Problem description
Print the records exactly as given.

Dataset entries
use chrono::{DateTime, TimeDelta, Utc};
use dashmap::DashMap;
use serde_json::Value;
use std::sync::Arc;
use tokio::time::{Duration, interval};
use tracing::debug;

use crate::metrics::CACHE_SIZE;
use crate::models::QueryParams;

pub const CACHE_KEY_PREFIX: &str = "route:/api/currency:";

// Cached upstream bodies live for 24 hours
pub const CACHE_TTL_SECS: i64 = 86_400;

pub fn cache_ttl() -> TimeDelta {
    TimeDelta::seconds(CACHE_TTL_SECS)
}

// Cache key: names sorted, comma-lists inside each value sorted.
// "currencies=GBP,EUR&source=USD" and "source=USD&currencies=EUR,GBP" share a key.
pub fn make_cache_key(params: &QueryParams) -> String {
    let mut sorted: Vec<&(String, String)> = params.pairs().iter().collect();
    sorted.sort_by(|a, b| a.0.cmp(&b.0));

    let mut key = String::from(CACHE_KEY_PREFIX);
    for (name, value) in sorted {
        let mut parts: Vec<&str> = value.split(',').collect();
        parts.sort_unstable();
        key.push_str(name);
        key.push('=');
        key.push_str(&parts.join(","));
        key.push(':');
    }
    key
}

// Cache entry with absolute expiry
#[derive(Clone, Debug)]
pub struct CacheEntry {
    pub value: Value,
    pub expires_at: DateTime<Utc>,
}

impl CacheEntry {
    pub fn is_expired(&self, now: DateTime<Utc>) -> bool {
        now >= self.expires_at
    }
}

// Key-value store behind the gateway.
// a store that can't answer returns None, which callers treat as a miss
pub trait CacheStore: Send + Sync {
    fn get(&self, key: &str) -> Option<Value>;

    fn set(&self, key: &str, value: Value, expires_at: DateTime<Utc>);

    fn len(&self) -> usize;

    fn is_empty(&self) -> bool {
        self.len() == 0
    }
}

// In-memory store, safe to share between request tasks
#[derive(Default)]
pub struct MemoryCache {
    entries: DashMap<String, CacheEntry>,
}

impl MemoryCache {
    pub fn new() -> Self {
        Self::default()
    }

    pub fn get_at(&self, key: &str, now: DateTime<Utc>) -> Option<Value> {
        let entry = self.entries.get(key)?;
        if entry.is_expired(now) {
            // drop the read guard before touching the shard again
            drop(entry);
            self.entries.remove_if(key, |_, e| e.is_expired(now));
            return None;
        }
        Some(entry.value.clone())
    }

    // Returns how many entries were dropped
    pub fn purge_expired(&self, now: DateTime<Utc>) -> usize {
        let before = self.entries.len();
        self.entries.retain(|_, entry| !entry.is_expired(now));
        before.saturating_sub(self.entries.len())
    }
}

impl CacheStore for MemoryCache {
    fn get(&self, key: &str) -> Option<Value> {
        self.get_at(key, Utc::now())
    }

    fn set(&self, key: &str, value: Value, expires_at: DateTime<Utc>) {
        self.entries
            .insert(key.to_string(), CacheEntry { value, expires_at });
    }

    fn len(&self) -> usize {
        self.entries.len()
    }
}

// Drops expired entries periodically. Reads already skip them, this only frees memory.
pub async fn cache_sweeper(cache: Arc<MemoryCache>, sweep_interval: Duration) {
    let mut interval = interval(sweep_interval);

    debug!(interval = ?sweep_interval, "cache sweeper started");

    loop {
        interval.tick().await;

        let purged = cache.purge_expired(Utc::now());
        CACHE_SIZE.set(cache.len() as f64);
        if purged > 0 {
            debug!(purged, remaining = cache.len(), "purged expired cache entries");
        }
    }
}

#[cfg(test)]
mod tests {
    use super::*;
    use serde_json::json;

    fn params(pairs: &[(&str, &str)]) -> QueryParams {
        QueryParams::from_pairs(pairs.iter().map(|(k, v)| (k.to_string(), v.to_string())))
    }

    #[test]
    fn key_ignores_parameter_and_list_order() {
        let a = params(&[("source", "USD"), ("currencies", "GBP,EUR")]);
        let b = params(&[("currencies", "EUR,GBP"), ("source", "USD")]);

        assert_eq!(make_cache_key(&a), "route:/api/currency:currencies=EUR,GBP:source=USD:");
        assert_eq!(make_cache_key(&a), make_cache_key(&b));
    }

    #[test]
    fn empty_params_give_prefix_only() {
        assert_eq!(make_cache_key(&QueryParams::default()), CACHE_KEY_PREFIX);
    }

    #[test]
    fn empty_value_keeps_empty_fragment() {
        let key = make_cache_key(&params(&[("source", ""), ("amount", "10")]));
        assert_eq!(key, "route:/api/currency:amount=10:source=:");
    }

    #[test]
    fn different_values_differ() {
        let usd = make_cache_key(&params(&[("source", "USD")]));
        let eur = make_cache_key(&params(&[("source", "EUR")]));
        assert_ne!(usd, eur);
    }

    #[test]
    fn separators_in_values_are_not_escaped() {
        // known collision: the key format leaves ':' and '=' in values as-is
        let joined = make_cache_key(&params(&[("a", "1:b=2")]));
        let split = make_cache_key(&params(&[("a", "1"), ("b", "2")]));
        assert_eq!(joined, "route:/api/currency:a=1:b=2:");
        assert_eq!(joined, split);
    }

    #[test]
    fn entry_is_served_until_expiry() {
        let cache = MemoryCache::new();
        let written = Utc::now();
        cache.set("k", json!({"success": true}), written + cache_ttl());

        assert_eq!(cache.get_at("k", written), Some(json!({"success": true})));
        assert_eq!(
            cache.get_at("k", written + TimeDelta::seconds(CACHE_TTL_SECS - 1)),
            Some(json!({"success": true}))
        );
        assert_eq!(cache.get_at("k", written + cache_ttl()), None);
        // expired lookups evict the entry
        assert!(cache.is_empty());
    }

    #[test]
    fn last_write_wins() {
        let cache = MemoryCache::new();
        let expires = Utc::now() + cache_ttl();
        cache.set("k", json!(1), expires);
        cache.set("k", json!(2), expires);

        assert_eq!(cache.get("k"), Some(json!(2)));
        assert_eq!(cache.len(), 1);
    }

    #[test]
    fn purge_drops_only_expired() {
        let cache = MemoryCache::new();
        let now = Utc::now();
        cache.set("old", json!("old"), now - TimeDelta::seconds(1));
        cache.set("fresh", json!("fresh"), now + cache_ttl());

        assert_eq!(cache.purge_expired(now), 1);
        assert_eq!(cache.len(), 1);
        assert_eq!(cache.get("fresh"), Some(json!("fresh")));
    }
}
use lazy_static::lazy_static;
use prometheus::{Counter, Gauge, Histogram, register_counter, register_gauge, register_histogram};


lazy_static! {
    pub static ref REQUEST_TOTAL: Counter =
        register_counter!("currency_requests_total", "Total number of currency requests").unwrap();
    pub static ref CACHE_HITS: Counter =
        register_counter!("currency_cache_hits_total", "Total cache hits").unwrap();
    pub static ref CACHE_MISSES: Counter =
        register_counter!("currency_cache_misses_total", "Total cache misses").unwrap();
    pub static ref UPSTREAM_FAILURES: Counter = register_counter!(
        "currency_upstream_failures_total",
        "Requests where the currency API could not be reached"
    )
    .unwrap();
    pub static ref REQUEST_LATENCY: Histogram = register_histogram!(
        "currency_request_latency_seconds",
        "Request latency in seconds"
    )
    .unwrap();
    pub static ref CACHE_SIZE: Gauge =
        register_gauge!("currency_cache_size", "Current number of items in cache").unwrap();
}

Solution to the exercise
use chrono::{DateTime, TimeDelta, Utc};
use dashmap::DashMap;
use serde_json::Value;
use std::sync::Arc;
use tokio::time::{Duration, interval};
use tracing::debug;

use crate::metrics::CACHE_SIZE;
use crate::models::QueryParams;

pub const CACHE_KEY_PREFIX: &str = "route:/api/currency:";

// Cached upstream bodies live for 24 hours
pub const CACHE_TTL_SECS: i64 = 86_400;

pub fn cache_ttl() -> TimeDelta {
    TimeDelta::seconds(CACHE_TTL_SECS)
}

// Cache key: names sorted, comma-lists inside each value sorted.
// "currencies=GBP,EUR&source=USD" and "source=USD&currencies=EUR,GBP" share a key.
pub fn make_cache_key(params: &QueryParams) -> String {
    let mut sorted: Vec<&(String, String)> = params.pairs().iter().collect();
    sorted.sort_by(|a, b| a.0.cmp(&b.0));

    let mut key = String::from(CACHE_KEY_PREFIX);
    for (name, value) in sorted {
        let mut parts: Vec<&str> = value.split(',').collect();
        parts.sort_unstable();
        key.push_str(name);
        key.push('=');
        key.push_str(&parts.join(","));
        key.push(':');
    }
    key
}

// Cache entry with absolute expiry
#[derive(Clone, Debug)]
pub struct CacheEntry {
    pub value: Value,
    pub expires_at: DateTime<Utc>,
}

impl CacheEntry {
    pub fn is_expired(&self, now: DateTime<Utc>) -> bool {
        now >= self.expires_at
    }
}

// Key-value store behind the gateway.
// a store that can't answer returns None, which callers treat as a miss
pub trait CacheStore: Send + Sync {
    fn get(&self, key: &str) -> Option<Value>;

    fn set(&self, key: &str, value: Value, expires_at: DateTime<Utc>);

    fn len(&self) -> usize;

    fn is_empty(&self) -> bool {
        self.len() == 0
    }
}

// In-memory store, safe to share between request tasks
#[derive(Default)]
pub struct MemoryCache {
    entries: DashMap<String, CacheEntry>,
}

impl MemoryCache {
    pub fn new() -> Self {
        Self::default()
    }

    pub fn get_at(&self, key: &str, now: DateTime<Utc>) -> Option<Value> {
        let entry = self.entries.get(key)?;
        if entry.is_expired(now) {
            // drop the read guard before touching the shard again
            drop(entry);
            self.entries.remove_if(key, |_, e| e.is_expired(now));
            return None;
        }
        Some(entry.value.clone())
    }

    // Returns how many entries were dropped
    pub fn purge_expired(&self, now: DateTime<Utc>) -> usize {
        let before = self.entries.len();
        self.entries.retain(|_, entry| !entry.is_expired(now));
        before.saturating_sub(self.entries.len())
    }
}

impl CacheStore for MemoryCache {
    fn get(&self, key: &str) -> Option<Value> {
        self.get_at(key, Utc::now())
    }

    fn set(&self, key: &str, value: Value, expires_at: DateTime<Utc>) {
        self.entries
            .insert(key.to_string(), CacheEntry { value, expires_at });
    }

    fn len(&self) -> usize {
        self.entries.len()
    }
}

// Drops expired entries periodically. Reads already skip them, this only frees memory.
pub async fn cache_sweeper(cache: Arc<MemoryCache>, sweep_interval: Duration) {
    let mut interval = interval(sweep_interval);

    debug!(interval = ?sweep_interval, "cache sweeper started");

    loop {
        interval.tick().await;

        let purged = cache.purge_expired(Utc::now());
        CACHE_SIZE.set(cache.len() as f64);
        if purged > 0 {
            debug!(purged, remaining = cache.len(), "purged expired cache entries");
        }
    }
}

#[cfg(test)]
mod tests {
    use super::*;
    use serde_json::json;

    fn params(pairs: &[(&str, &str)]) -> QueryParams {
        QueryParams::from_pairs(pairs.iter().map(|(k, v)| (k.to_string(), v.to_string())))
    }

    #[test]
    fn key_ignores_parameter_and_list_order() {
        let a = params(&[("source", "USD"), ("currencies", "GBP,EUR")]);
        let b = params(&[("currencies", "EUR,GBP"), ("source", "USD")]);

        assert_eq!(make_cache_key(&a), "route:/api/currency:currencies=EUR,GBP:source=USD:");
        assert_eq!(make_cache_key(&a), make_cache_key(&b));
    }

    #[test]
    fn empty_params_give_prefix_only() {
        assert_eq!(make_cache_key(&QueryParams::default()), CACHE_KEY_PREFIX);
    }

    #[test]
    fn empty_value_keeps_empty_fragment() {
        let key = make_cache_key(&params(&[("source", ""), ("amount", "10")]));
        assert_eq!(key, "route:/api/currency:amount=10:source=:");
    }

    #[test]
    fn different_values_differ() {
        let usd = make_cache_key(&params(&[("source", "USD")]));
        let eur = make_cache_key(&params(&[("source", "EUR")]));
        assert_ne!(usd, eur);
    }

    #[test]
    fn separators_in_values_are_not_escaped() {
        // known collision: the key format leaves ':' and '=' in values as-is
        let joined = make_cache_key(&params(&[("a", "1:b=2")]));
        let split = make_cache_key(&params(&[("a", "1"), ("b", "2")]));
        assert_eq!(joined, "route:/api/currency:a=1:b=2:");
        assert_eq!(joined, split);
    }

    #[test]
    fn entry_is_served_until_expiry() {
        let cache = MemoryCache::new();
        let written = Utc::now();
        cache.set("k", json!({"success": true}), written + cache_ttl());

        assert_eq!(cache.get_at("k", written), Some(json!({"success": true})));
        assert_eq!(
            cache.get_at("k", written + TimeDelta::seconds(CACHE_TTL_SECS - 1)),
            Some(json!({"success": true}))
        );
        assert_eq!(cache.get_at("k", written + cache_ttl()), None);
        // expired lookups evict the entry
        assert!(cache.is_empty());
    }

    #[test]
    fn last_write_wins() {
        let cache = MemoryCache::new();
        let expires = Utc::now() + cache_ttl();
        cache.set("k", json!(1), expires);
        cache.set("k", json!(2), expires);

        assert_eq!(cache.get("k"), Some(json!(2)));
        assert_eq!(cache.len(), 1);
    }

    #[test]
    fn purge_drops_only_expired() {
        let cache = MemoryCache::new();
        let now = Utc::now();
        cache.set("old", json!("old"), now - TimeDelta::seconds(1));
        cache.set("fresh", json!("fresh"), now + cache_ttl());

        assert_eq!(cache.purge_expired(now), 1);
        assert_eq!(cache.len(), 1);
        assert_eq!(cache.get("fresh"), Some(json!("fresh")));
    }
}
use lazy_static::lazy_static;
use prometheus::{Counter, Gauge, Histogram, register_counter, register_gauge, register_histogram};


lazy_static! {
    pub static ref REQUEST_TOTAL: Counter =
        register_counter!("currency_requests_total", "Total number of currency requests").unwrap();
    pub static ref CACHE_HITS: Counter =
        register_counter!("currency_cache_hits_total", "Total cache hits").unwrap();
    pub static ref CACHE_MISSES: Counter =
        register_counter!("currency_cache_misses_total", "Total cache misses").unwrap();
    pub static ref UPSTREAM_FAILURES: Counter = register_counter!(
        "currency_upstream_failures_total",
        "Requests where the currency API could not be reached"
    )
    .unwrap();
    pub static ref REQUEST_LATENCY: Histogram = register_histogram!(
        "currency_request_latency_seconds",
        "Request latency in seconds"
    )
    .unwrap();
    pub static ref CACHE_SIZE: Gauge =
        register_gauge!("currency_cache_size", "Current number of items in cache").unwrap();
}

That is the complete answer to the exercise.